The Emergency (1948-1960): Massive Urbanization and Demographic
Change
During the early years of the Emergency before independence was granted,
the British administration initially attempted to repatriate to China thousands
of ‘stateless’ Chinese squatters living in rural settlements at the fringes of
jungles and hills who were suspected of aiding the communist insurgents by
being the source of their food supplies and financial support. But the
repatriation succeeded in seeing only a few thousands of these squatters
being sent to China before the procedure was foiled by the communist
government in China which closed all Chinese ports to foreign ships due to
fear of an impending Western military attack. Only a few ships got through
before the ban, while others carrying repatriated Chinese had to stop at the
port of British-ruled Hong Kong but not allowed to proceed further to China. Eventually all those repatriated Chinese were brought back to Malaya. The
British authorities were forced to think seriously of alternative ways to
resolve this issue.
The remedy was the Briggs Plan, which saw half a million rural people
who were suspected of being communist sympathizers and helpers uprooted
and removed into temporary camps or ‘new villages’. The impact of this big
shift changed the demographic picture of Malaya and (later Malaysia) and led
to rapid urbanization and in the concentration of Chinese in towns.19 In preEmergency
Malaya many Chinese were transients and unable to acquire land
legally, ‘squatting,’ that is, illegal occupation of vacant land, was therefore a
common form of Chinese colonization.
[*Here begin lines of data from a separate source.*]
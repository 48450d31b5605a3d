//! reliefweb-import - reconciles documents from external humanitarian data
//! APIs into ReliefWeb.
//!
//! # Overview
//!
//! Every importer runs the same loop:
//!
//! ```text
//! Fetcher -> Deduplicator -> Field Mapper -> Attempt Tracker -> Submitter
//! ```
//!
//! A source adapter fetches raw documents. Each document gets a UUID from its
//! canonical URL and a hash over its meaningful fields; unchanged documents
//! are skipped. Changed or new ones are mapped onto ReliefWeb terms with
//! static lookup tables and handed to an external submitter. Every outcome is
//! tracked per document so failures are retried a bounded number of times.
//!
//! # Secrets
//!
//! API keys, passwords and tokens are redacted from every error message and
//! never logged.
//!
//! # Modules
//!
//! - [`config`]: Environment configuration
//! - [`data_sources`]: Source adapters (ECHO, World Bank, Inoreader, Logistics Cluster, WorkDay)
//! - [`fetcher`]: HTTP sessions and authentication
//! - [`dedup`]: Item UUIDs, content hashes and the re-import decision
//! - [`taxonomy`]: ReliefWeb lookup tables
//! - [`model`]: Documents, submissions, import records and run summaries
//! - [`submitter`]: Outbound submission
//! - [`storage`]: SQLite storage for import records
//! - [`reconcile`]: The reconciliation loop
//! - [`api`]: HTTP API handlers

pub mod api;
pub mod config;
pub mod data_sources;
pub mod dedup;
pub mod error;
pub mod fetcher;
pub mod model;
pub mod reconcile;
pub mod storage;
pub mod submitter;
pub mod taxonomy;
All unalienated land in the Malay
States was invested in the Malay Rulers and land titles in each state were
granted only on the authority of the Ruler-in-Council. Much of the land
could, therefore, be alienated only to Malays. The main causes of the sharp
increase in the rural squatter population appeared to have been: natural
increase, illegal immigration during and after the Japanese occupation (1941-
1945), movement of labourers from closed mines and run-down plantations,
and exodus of town-dwellers into the countryside to grow food.